*Exercise aim*:
Your output should consist of every record, copied exactly.

*Record set*:
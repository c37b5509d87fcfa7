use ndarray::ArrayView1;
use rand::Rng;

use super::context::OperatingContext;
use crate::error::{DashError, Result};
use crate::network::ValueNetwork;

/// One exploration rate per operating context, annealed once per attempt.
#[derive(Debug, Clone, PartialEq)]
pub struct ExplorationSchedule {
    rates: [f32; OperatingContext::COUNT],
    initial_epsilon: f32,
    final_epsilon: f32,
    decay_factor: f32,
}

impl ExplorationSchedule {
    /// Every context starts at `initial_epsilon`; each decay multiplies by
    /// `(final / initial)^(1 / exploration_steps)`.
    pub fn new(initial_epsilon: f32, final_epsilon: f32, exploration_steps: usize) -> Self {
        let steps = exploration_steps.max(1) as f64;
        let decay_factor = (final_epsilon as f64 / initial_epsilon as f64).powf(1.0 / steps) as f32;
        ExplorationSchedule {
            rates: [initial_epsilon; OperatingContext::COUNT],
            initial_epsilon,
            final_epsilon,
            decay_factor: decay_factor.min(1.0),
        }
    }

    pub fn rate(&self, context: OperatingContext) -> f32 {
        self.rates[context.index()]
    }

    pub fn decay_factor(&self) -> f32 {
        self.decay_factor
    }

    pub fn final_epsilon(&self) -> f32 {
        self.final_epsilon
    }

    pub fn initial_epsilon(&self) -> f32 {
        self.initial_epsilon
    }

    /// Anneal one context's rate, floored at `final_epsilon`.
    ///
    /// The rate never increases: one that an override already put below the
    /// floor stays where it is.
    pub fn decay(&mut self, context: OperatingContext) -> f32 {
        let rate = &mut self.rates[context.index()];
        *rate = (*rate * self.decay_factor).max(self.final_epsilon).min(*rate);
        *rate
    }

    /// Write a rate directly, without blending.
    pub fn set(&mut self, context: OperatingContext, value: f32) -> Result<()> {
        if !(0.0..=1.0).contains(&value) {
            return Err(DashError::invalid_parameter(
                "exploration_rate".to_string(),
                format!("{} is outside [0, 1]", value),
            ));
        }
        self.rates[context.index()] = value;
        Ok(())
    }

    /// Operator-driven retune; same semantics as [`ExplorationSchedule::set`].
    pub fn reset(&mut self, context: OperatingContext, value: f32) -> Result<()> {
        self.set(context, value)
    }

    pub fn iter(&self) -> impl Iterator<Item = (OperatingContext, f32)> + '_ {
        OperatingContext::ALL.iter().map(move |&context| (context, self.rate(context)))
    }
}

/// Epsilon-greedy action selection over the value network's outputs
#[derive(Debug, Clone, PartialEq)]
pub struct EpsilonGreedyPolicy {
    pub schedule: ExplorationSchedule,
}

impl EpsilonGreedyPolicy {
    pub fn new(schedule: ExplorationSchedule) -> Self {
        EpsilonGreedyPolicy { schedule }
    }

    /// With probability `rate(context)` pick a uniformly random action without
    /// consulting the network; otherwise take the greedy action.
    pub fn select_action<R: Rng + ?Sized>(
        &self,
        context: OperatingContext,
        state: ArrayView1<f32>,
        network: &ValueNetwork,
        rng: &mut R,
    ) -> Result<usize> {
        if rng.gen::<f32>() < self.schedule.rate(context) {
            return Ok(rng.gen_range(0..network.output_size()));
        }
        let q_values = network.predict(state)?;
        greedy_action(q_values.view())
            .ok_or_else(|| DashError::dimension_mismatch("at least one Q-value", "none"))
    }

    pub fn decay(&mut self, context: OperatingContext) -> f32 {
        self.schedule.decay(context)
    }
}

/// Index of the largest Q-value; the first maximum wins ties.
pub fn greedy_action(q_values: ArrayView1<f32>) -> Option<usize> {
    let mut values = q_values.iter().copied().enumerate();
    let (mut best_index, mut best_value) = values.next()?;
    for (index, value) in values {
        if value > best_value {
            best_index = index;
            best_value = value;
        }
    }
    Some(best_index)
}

*Written response*:
repository c37b5509d87fcfa7
use ndarray::ArrayView1;
use rand::Rng;

use super::context::OperatingContext;
use crate::error::{DashError, Result};
use crate::network::ValueNetwork;

/// One exploration rate per operating context, annealed once per attempt.
#[derive(Debug, Clone, PartialEq)]
pub struct ExplorationSchedule {
    rates: [f32; OperatingContext::COUNT],
    initial_epsilon: f32,
    final_epsilon: f32,
    decay_factor: f32,
}

impl ExplorationSchedule {
    /// Every context starts at `initial_epsilon`; each decay multiplies by
    /// `(final / initial)^(1 / exploration_steps)`.
    pub fn new(initial_epsilon: f32, final_epsilon: f32, exploration_steps: usize) -> Self {
        let steps = exploration_steps.max(1) as f64;
        let decay_factor = (final_epsilon as f64 / initial_epsilon as f64).powf(1.0 / steps) as f32;
        ExplorationSchedule {
            rates: [initial_epsilon; OperatingContext::COUNT],
            initial_epsilon,
            final_epsilon,
            decay_factor: decay_factor.min(1.0),
        }
    }

    pub fn rate(&self, context: OperatingContext) -> f32 {
        self.rates[context.index()]
    }

    pub fn decay_factor(&self) -> f32 {
        self.decay_factor
    }

    pub fn final_epsilon(&self) -> f32 {
        self.final_epsilon
    }

    pub fn initial_epsilon(&self) -> f32 {
        self.initial_epsilon
    }

    /// Anneal one context's rate, floored at `final_epsilon`.
    ///
    /// The rate never increases: one that an override already put below the
    /// floor stays where it is.
    pub fn decay(&mut self, context: OperatingContext) -> f32 {
        let rate = &mut self.rates[context.index()];
        *rate = (*rate * self.decay_factor).max(self.final_epsilon).min(*rate);
        *rate
    }

    /// Write a rate directly, without blending.
    pub fn set(&mut self, context: OperatingContext, value: f32) -> Result<()> {
        if !(0.0..=1.0).contains(&value) {
            return Err(DashError::invalid_parameter(
                "exploration_rate".to_string(),
                format!("{} is outside [0, 1]", value),
            ));
        }
        self.rates[context.index()] = value;
        Ok(())
    }

    /// Operator-driven retune; same semantics as [`ExplorationSchedule::set`].
    pub fn reset(&mut self, context: OperatingContext, value: f32) -> Result<()> {
        self.set(context, value)
    }

    pub fn iter(&self) -> impl Iterator<Item = (OperatingContext, f32)> + '_ {
        OperatingContext::ALL.iter().map(move |&context| (context, self.rate(context)))
    }
}

/// Epsilon-greedy action selection over the value network's outputs
#[derive(Debug, Clone, PartialEq)]
pub struct EpsilonGreedyPolicy {
    pub schedule: ExplorationSchedule,
}

impl EpsilonGreedyPolicy {
    pub fn new(schedule: ExplorationSchedule) -> Self {
        EpsilonGreedyPolicy { schedule }
    }

    /// With probability `rate(context)` pick a uniformly random action without
    /// consulting the network; otherwise take the greedy action.
    pub fn select_action<R: Rng + ?Sized>(
        &self,
        context: OperatingContext,
        state: ArrayView1<f32>,
        network: &ValueNetwork,
        rng: &mut R,
    ) -> Result<usize> {
        if rng.gen::<f32>() < self.schedule.rate(context) {
            return Ok(rng.gen_range(0..network.output_size()));
        }
        let q_values = network.predict(state)?;
        greedy_action(q_values.view())
            .ok_or_else(|| DashError::dimension_mismatch("at least one Q-value", "none"))
    }

    pub fn decay(&mut self, context: OperatingContext) -> f32 {
        self.schedule.decay(context)
    }
}

/// Index of the largest Q-value; the first maximum wins ties.
pub fn greedy_action(q_values: ArrayView1<f32>) -> Option<usize> {
    let mut values = q_values.iter().copied().enumerate();
    let (mut best_index, mut best_value) = values.next()?;
    for (index, value) in values {
        if value > best_value {
            best_index = index;
            best_value = value;
        }
    }
    Some(best_index)
}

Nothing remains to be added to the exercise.